Aim of the exercise :: Check every line in the records below for the word "Copy" and report how many have it, nothing more.

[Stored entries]
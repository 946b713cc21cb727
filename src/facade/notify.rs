//! User-feedback collaborator
//!
//! Services report the outcome of user-visible operations (imports, exports,
//! migration) through a [`Notifier`]. Rendering is the embedder's concern;
//! the default implementation only logs.

use std::fmt;
use std::sync::Mutex;

use serde::Serialize;

use crate::observability::Logger;

#[derive(Debug, Clone, Copy, PartialEq, Eq, Serialize)]
#[serde(rename_all = "lowercase")]
pub enum NotificationSeverity {
    Success,
    Info,
    Warning,
    Error,
}

impl NotificationSeverity {
    pub fn as_str(&self) -> &'static str {
        match self {
            NotificationSeverity::Success => "success",
            NotificationSeverity::Info => "info",
            NotificationSeverity::Warning => "warning",
            NotificationSeverity::Error => "error",
        }
    }
}

impl fmt::Display for NotificationSeverity {
    fn fmt(&self, f: &mut fmt::Formatter<'_>) -> fmt::Result {
        f.write_str(self.as_str())
    }
}

/// A message for the user
#[derive(Debug, Clone, PartialEq, Eq, Serialize)]
pub struct Notification {
    pub title: String,
    pub description: String,
    pub severity: NotificationSeverity,
}

impl Notification {
    pub fn new(
        title: impl Into<String>,
        description: impl Into<String>,
        severity: NotificationSeverity,
    ) -> Self {
        Self {
            title: title.into(),
            description: description.into(),
            severity,
        }
    }

    pub fn success(title: impl Into<String>, description: impl Into<String>) -> Self {
        Self::new(title, description, NotificationSeverity::Success)
    }

    pub fn error(title: impl Into<String>, description: impl Into<String>) -> Self {
        Self::new(title, description, NotificationSeverity::Error)
    }
}

/// Receives user-facing notifications. Must not block.
pub trait Notifier: Send + Sync + fmt::Debug {
    fn notify(&self, notification: Notification);
}

/// Writes notifications to the structured log
#[derive(Debug, Default, Clone, Copy)]
pub struct LogNotifier;

impl Notifier for LogNotifier {
    fn notify(&self, notification: Notification) {
        let fields = [
            ("title", notification.title.as_str()),
            ("description", notification.description.as_str()),
            ("severity", notification.severity.as_str()),
        ];
        match notification.severity {
            NotificationSeverity::Error => Logger::warn("NOTIFICATION", &fields),
            _ => Logger::info("NOTIFICATION", &fields),
        }
    }
}

/// Keeps notifications in memory, for embedders that poll
#[derive(Debug, Default)]
pub struct MemoryNotifier {
    received: Mutex<Vec<Notification>>,
}

impl MemoryNotifier {
    pub fn new() -> Self {
        Self::default()
    }

    /// Removes and returns everything received so far
    pub fn drain(&self) -> Vec<Notification> {
        match self.received.lock() {
            Ok(mut received) => std::mem::take(&mut *received),
            Err(poisoned) => std::mem::take(&mut *poisoned.into_inner()),
        }
    }
}

impl Notifier for MemoryNotifier {
    fn notify(&self, notification: Notification) {
        match self.received.lock() {
            Ok(mut received) => received.push(notification),
            Err(poisoned) => poisoned.into_inner().push(notification),
        }
    }
}

#[cfg(test)]
mod tests {
    use super::*;

    #[test]
    fn test_memory_notifier_drains() {
        let notifier = MemoryNotifier::new();
        notifier.notify(Notification::success("Import complete", "3 records"));
        notifier.notify(Notification::error("Export failed", "disk full"));

        let received = notifier.drain();
        assert_eq!(received.len(), 2);
        assert_eq!(received[1].severity, NotificationSeverity::Error);
        assert!(notifier.drain().is_empty());
    }

    #[test]
    fn test_log_notifier_does_not_panic() {
        LogNotifier.notify(Notification::new("t", "d", NotificationSeverity::Warning));
    }
}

Task output :: 2